Thanks gentlemen, what about triode conection with this tube? any predictable behaviour? it also seems to have fairly high plate resistance...

also, as it not seems  to be made to work with a plate resistor in normal operation, there is no Ia=f(Va) with grid voltage parameter to visualise possible loadlines/Ra in any datesheet I found, this desapoint me a bit due to my poor knowledge... Or could it be possible to use G2 as output? high imp./low power, but maybe with a good driver after it (5687...) ?

- U73 ? schem anywhere?

thanks again. Laurent.
 
> what about triode conection with this tube? any predictable behaviour?

Mu at 10mA 250V is 26. We say "Variable Mu" but in fact Mu does not vary much, rarely over 2:1 at useful currents.

At 250V 10mA the Gm (or S) is 6mA/V in pentode mode; as triode it may be 25% higher due to G2 current, but let's ignore that. Call this Gm a cathode internal resistance of 1/6 V/mA, which is 166 ohms. Therefore plate resistance is 4,333 ohms.

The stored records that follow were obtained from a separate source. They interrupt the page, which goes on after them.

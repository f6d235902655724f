//! BJT device model: simplified Gummel-Poon companion.
//!
//! Terminal currents follow the transport formulation
//!
//! ```text
//! If = Is (exp(Vbe/Vt) − 1)         Ir = Is (exp(Vbc/Vt) − 1)
//! Ic = (If − Ir − Ir/βr) · (1 − Vbc/Vaf)
//! Ib = If/βf + Ir/βr
//! Ie = −(Ic₀ + Ib) · (1 − Vbe/Var)      (Ic₀ the un-scaled collector term)
//! ```
//!
//! and the companion model is the full 3×3 Jacobian of (Ic, Ib, Ie) with
//! respect to (Vc, Vb, Ve) plus a Norton equivalent current per terminal.
//! Each Jacobian row sums to zero, so the equivalent currents can be formed
//! from the junction voltages alone.

use num_complex::Complex;
use saffron_core::model::BjtModel;
use saffron_core::{NodalSystem, NodeId};

use crate::diode::thermal_voltage;
use crate::state::BjtState;
use crate::GMIN;

/// BJT polarity.
#[derive(Debug, Clone, Copy, PartialEq, Eq)]
pub enum BjtPolarity {
    Npn,
    Pnp,
}

/// Evaluated terminal currents and their Jacobian.
#[derive(Debug, Clone, Copy)]
pub struct BjtEval {
    /// Collector current (A), into the collector terminal.
    pub ic: f64,
    /// Base current (A).
    pub ib: f64,
    /// Emitter current (A).
    pub ie: f64,
    /// Jacobian of (Ic, Ib, Ie) with respect to (Vc, Vb, Ve), row-major.
    pub g: [[f64; 3]; 3],
}

/// A bipolar junction transistor element.
#[derive(Debug, Clone)]
pub struct Bjt {
    /// Device name (e.g., "Q1").
    pub name: String,
    /// Collector node.
    pub collector: NodeId,
    /// Base node.
    pub base: NodeId,
    /// Emitter node.
    pub emitter: NodeId,
    /// NPN or PNP.
    pub polarity: BjtPolarity,
    /// Model card name.
    pub model: String,
}

impl Bjt {
    /// Create a new NPN transistor referencing a model card.
    pub fn npn(
        name: impl Into<String>,
        collector: NodeId,
        base: NodeId,
        emitter: NodeId,
        model: impl Into<String>,
    ) -> Self {
        Self {
            name: name.into(),
            collector,
            base,
            emitter,
            polarity: BjtPolarity::Npn,
            model: model.into(),
        }
    }

    /// Create a new PNP transistor referencing a model card.
    pub fn pnp(
        name: impl Into<String>,
        collector: NodeId,
        base: NodeId,
        emitter: NodeId,
        model: impl Into<String>,
    ) -> Self {
        Self {
            name: name.into(),
            collector,
            base,
            emitter,
            polarity: BjtPolarity::Pnp,
            model: model.into(),
        }
    }

    /// Evaluate terminal currents and the companion Jacobian at a junction
    /// bias. `vbe` and `vbc` are the external junction voltages; a PNP is
    /// evaluated at flipped voltages with negated terminal currents (the
    /// Jacobian is unchanged by the mirror).
    pub fn evaluate(&self, model: &BjtModel, vbe: f64, vbc: f64) -> BjtEval {
        let (vbe_i, vbc_i, sign) = match self.polarity {
            BjtPolarity::Npn => (vbe, vbc, 1.0),
            BjtPolarity::Pnp => (-vbe, -vbc, -1.0),
        };

        let vt = thermal_voltage(300.15);
        let exp_be = (vbe_i / vt).exp();
        let exp_bc = (vbc_i / vt).exp();

        let if_current = model.is * (exp_be - 1.0);
        let ir_current = model.is * (exp_bc - 1.0);
        let gif = model.is * exp_be / vt;
        let gir = model.is * exp_bc / vt;

        // Reverse transport factor 1 + 1/βr appears in the collector term.
        let a = 1.0 + 1.0 / model.br;

        let ic0 = if_current - a * ir_current;
        let ib0 = if_current / model.bf + ir_current / model.br;
        let ie0 = -(ic0 + ib0);

        // Early factors; an infinite Early voltage disables the effect.
        let inv_vaf = if model.vaf.is_finite() { 1.0 / model.vaf } else { 0.0 };
        let inv_var = if model.var.is_finite() { 1.0 / model.var } else { 0.0 };
        let kc = 1.0 - vbc_i * inv_vaf;
        let ke = 1.0 - vbe_i * inv_var;

        // Partials of the un-scaled currents with respect to (Vc, Vb, Ve),
        // using Vbe = Vb − Ve and Vbc = Vb − Vc.
        let dic0 = [a * gir, gif - a * gir, -gif];
        let dib0 = [
            -gir / model.br,
            gif / model.bf + gir / model.br,
            -gif / model.bf,
        ];
        let die0 = [
            -(dic0[0] + dib0[0]),
            -(dic0[1] + dib0[1]),
            -(dic0[2] + dib0[2]),
        ];
        let dkc = [inv_vaf, -inv_vaf, 0.0];
        let dke = [0.0, -inv_var, inv_var];

        let mut g = [[0.0; 3]; 3];
        for y in 0..3 {
            g[0][y] = dic0[y] * kc + ic0 * dkc[y];
            g[1][y] = dib0[y];
            g[2][y] = die0[y] * ke + ie0 * dke[y];
        }

        BjtEval {
            ic: sign * ic0 * kc,
            ib: sign * ib0,
            ie: sign * ie0 * ke,
            g,
        }
    }

    /// Stamp the companion model at the stored bias.
    ///
    /// The nine Jacobian conductances are stamped at every frequency; the
    /// three Norton equivalent currents only into the DC system. GMIN shunts
    /// across B-E and C-E keep the matrix non-singular at zero bias.
    pub(crate) fn stamp(&self, sys: &mut NodalSystem, omega: f64, state: &BjtState) {
        let terminals = [
            self.collector.index(),
            self.base.index(),
            self.emitter.index(),
        ];

        for (x, row) in terminals.iter().enumerate() {
            let Some(r) = *row else { continue };
            for (y, col) in terminals.iter().enumerate() {
                if let Some(c) = *col {
                    sys.add(r, c, Complex::new(state.g[x][y], 0.0));
                }
            }
        }

        sys.stamp_conductance(terminals[1], terminals[2], GMIN);
        sys.stamp_conductance(terminals[0], terminals[2], GMIN);

        if omega == 0.0 {
            // Rows sum to zero, so Σ g[x][y]·V_y reduces to junction terms.
            let vce = state.vbe - state.vbc;
            let currents = [state.ic, state.ib, state.ie];
            for (x, row) in terminals.iter().enumerate() {
                let Some(r) = *row else { continue };
                let ieq = currents[x] - state.g[x][0] * vce - state.g[x][1] * state.vbe;
                sys.add_rhs(r, Complex::new(-ieq, 0.0));
            }
        }
    }
}

#[cfg(test)]
mod tests {
    use super::*;

    fn model() -> BjtModel {
        BjtModel::default()
    }

    fn npn() -> Bjt {
        Bjt::npn("Q1", NodeId::new(1), NodeId::new(2), NodeId::GROUND, "QX")
    }

    #[test]
    fn test_cutoff() {
        let q = npn();
        // Both junctions reverse biased
        let eval = q.evaluate(&model(), -0.5, -5.5);

        assert!(eval.ic.abs() < 1e-12, "Ic ≈ 0 in cutoff: {}", eval.ic);
        assert!(eval.ib.abs() < 1e-12, "Ib ≈ 0 in cutoff: {}", eval.ib);
    }

    #[test]
    fn test_forward_active_beta() {
        let q = npn();
        // Vbe = 0.7, Vce = 5 → Vbc = -4.3
        let eval = q.evaluate(&model(), 0.7, -4.3);

        assert!(eval.ic > 0.0);
        assert!(eval.ib > 0.0);
        assert!(eval.ie < 0.0, "emitter current flows out: {}", eval.ie);

        let beta = eval.ic / eval.ib;
        assert!((beta - 100.0).abs() < 1.0, "β ≈ 100: {}", beta);

        // KCL across the device
        assert!((eval.ic + eval.ib + eval.ie).abs() < 1e-12 * eval.ic.abs());

        // gm = ∂Ic/∂Vbe = g[0][1] (with Vbc fixed this is the Vb entry)
        let vt = thermal_voltage(300.15);
        let gm = eval.g[0][1];
        assert!(
            (gm - eval.ic / vt).abs() / gm < 0.01,
            "gm = {} (expected ≈ Ic/Vt = {})",
            gm,
            eval.ic / vt
        );
    }

    #[test]
    fn test_jacobian_rows_sum_to_zero() {
        let mut m = model();
        m.vaf = 75.0;
        m.var = 40.0;
        let q = npn();
        let eval = q.evaluate(&m, 0.68, 0.2);

        for row in eval.g {
            let sum: f64 = row.iter().sum();
            let scale: f64 = row.iter().map(|v| v.abs()).sum();
            assert!(sum.abs() <= 1e-12 * scale.max(1.0), "row sum {}", sum);
        }
    }

    #[test]
    fn test_jacobian_matches_finite_difference() {
        let mut m = model();
        m.vaf = 75.0;
        let q = npn();

        let vbe = 0.68;
        let vbc = -2.0;
        let eval = q.evaluate(&m, vbe, vbc);

        let h = 1e-7;
        // Perturb Vb: both junction voltages move together.
        let up = q.evaluate(&m, vbe + h, vbc + h);
        let fd_ic = (up.ic - eval.ic) / h;
        assert!(
            (fd_ic - eval.g[0][1]).abs() / fd_ic.abs().max(1e-12) < 1e-4,
            "dIc/dVb: fd {} vs analytic {}",
            fd_ic,
            eval.g[0][1]
        );

        // Perturb Vc: only Vbc moves, and in the negative direction.
        let up_c = q.evaluate(&m, vbe, vbc - h);
        let fd_ic_c = (up_c.ic - eval.ic) / h;
        assert!(
            (fd_ic_c - eval.g[0][0]).abs() / fd_ic_c.abs().max(1e-9) < 1e-3,
            "dIc/dVc: fd {} vs analytic {}",
            fd_ic_c,
            eval.g[0][0]
        );
    }

    #[test]
    fn test_pnp_mirror() {
        let q = Bjt::pnp("Q2", NodeId::new(1), NodeId::new(2), NodeId::new(3), "QX");
        let eval = q.evaluate(&model(), -0.7, 4.3);

        assert!(eval.ic < 0.0, "PNP Ic flows out of the collector");
        assert!(eval.ib < 0.0, "PNP Ib flows out of the base");

        // Mirror of the NPN at flipped bias
        let n = npn().evaluate(&model(), 0.7, -4.3);
        assert!((eval.ic + n.ic).abs() < 1e-15 + 1e-12 * n.ic.abs());
        assert!((eval.g[0][1] - n.g[0][1]).abs() < 1e-12 * n.g[0][1].abs());
    }

    #[test]
    fn test_early_effect_raises_output_conductance() {
        let mut m = model();
        m.vaf = 100.0;
        let q = npn();

        // Forward active; output conductance is ∂Ic/∂Vc = g[0][0]
        let eval = q.evaluate(&m, 0.7, -4.3);
        let go = eval.g[0][0];
        let expected = eval.ic / (100.0 + 4.3 + 0.7); // Ic/Vaf to first order
        assert!(go > 0.0);
        assert!(
            (go - eval.ic / 100.0).abs() / go < 0.1,
            "go = {} (expected ≈ Ic/Vaf = {}, crude {})",
            go,
            eval.ic / 100.0,
            expected
        );
    }

    #[test]
    fn test_stamp_shape() {
        let q = npn();
        let eval = q.evaluate(&model(), 0.65, -4.35);
        let state = BjtState {
            vbe: 0.65,
            vbc: -4.35,
            ic: eval.ic,
            ib: eval.ib,
            ie: eval.ie,
            g: eval.g,
        };

        let mut sys = NodalSystem::new(2);
        q.stamp(&mut sys, 0.0, &state);

        // Collector row picks up the gm entry at the base column
        assert!(sys.matrix()[(0, 1)].re > 0.0, "G[c,b] should carry gm");
        // Base row carries gpi on the diagonal
        assert!(sys.matrix()[(1, 1)].re > 0.0, "G[b,b] should carry gpi");
    }
}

In general, I don't like to work the tube below 2mA, because it tends to be too weak for transformer coupling and can have trouble with resistance coupling.

Most tubes go way down in current before Gm drops much. This one is odd.

250V and -35V bias puts it around 1mA, try that. Gm has dropped to 0.12mA/V, or 8K, and triode plate resistance is perhaps near 26*8K or 20*8K or 200K-100K area.

6/0.12 or 50:1 (34dB!) range of Gm with just 10:1 range of plate current is exceptionally good.

When resistance-coupled, change of Rp fights your change of gain. Pentode mode is attractive.

When resistance-coupled, large shift of plate voltage will upset your next stage. Attack times may be faster than the coupling caps can recover. (What IS this new idea to bass-cut limiters? I don't want to lose bass, I don't want bass to clip... music is music.) Say you can tolerate a 36V shift. And current shifts 10mA-1mA. Then the plate resistor can be 4K. Drops 40V at 10mA and 4V at 1mA. Full gain is about 4K/166R or 24. Min gain is about 4K/8K or about 0.5.

4K per side sure sounds like 10KCT, a common transformer.

Gross overload in a limiter usually starts at minimum gain. The gross output overload at min gain is 4V, which suggests 8V at the input. THD will be intolerable long before this point.

The graph on page 8 is measured distortion. We will work between S=6mA/V and S=0.12mA/V. I think "K" is German for distortion. Over most of this range, K is 1% for signal levels near 200mV, rising to 1,000mV at our minimum gain of 0.12mA/V. This graph is surely drawn for single-ended operation, distortion is mostly even-order, we will work push-pull, we might go a bit higher. But it seems we must set input threshold near 1,000mV/50= 20mV to get low THD in the S=0.6mA/V (20dB GR) zone.

Noise: the full-gain Gm is equal to a 166R resistor at 1000 degree heat, or about 500 ohms at room temp, or near 0.3 microvolts over the audio band. That's in triode mode in theory. Pentodes have partition noise which randomly levers the electrons very badly, noise is higher. Page 6 seems to say the equivalent noise resistance is 2K at high gain and rises very fast for lower gains. 2K is about 2uV of noise.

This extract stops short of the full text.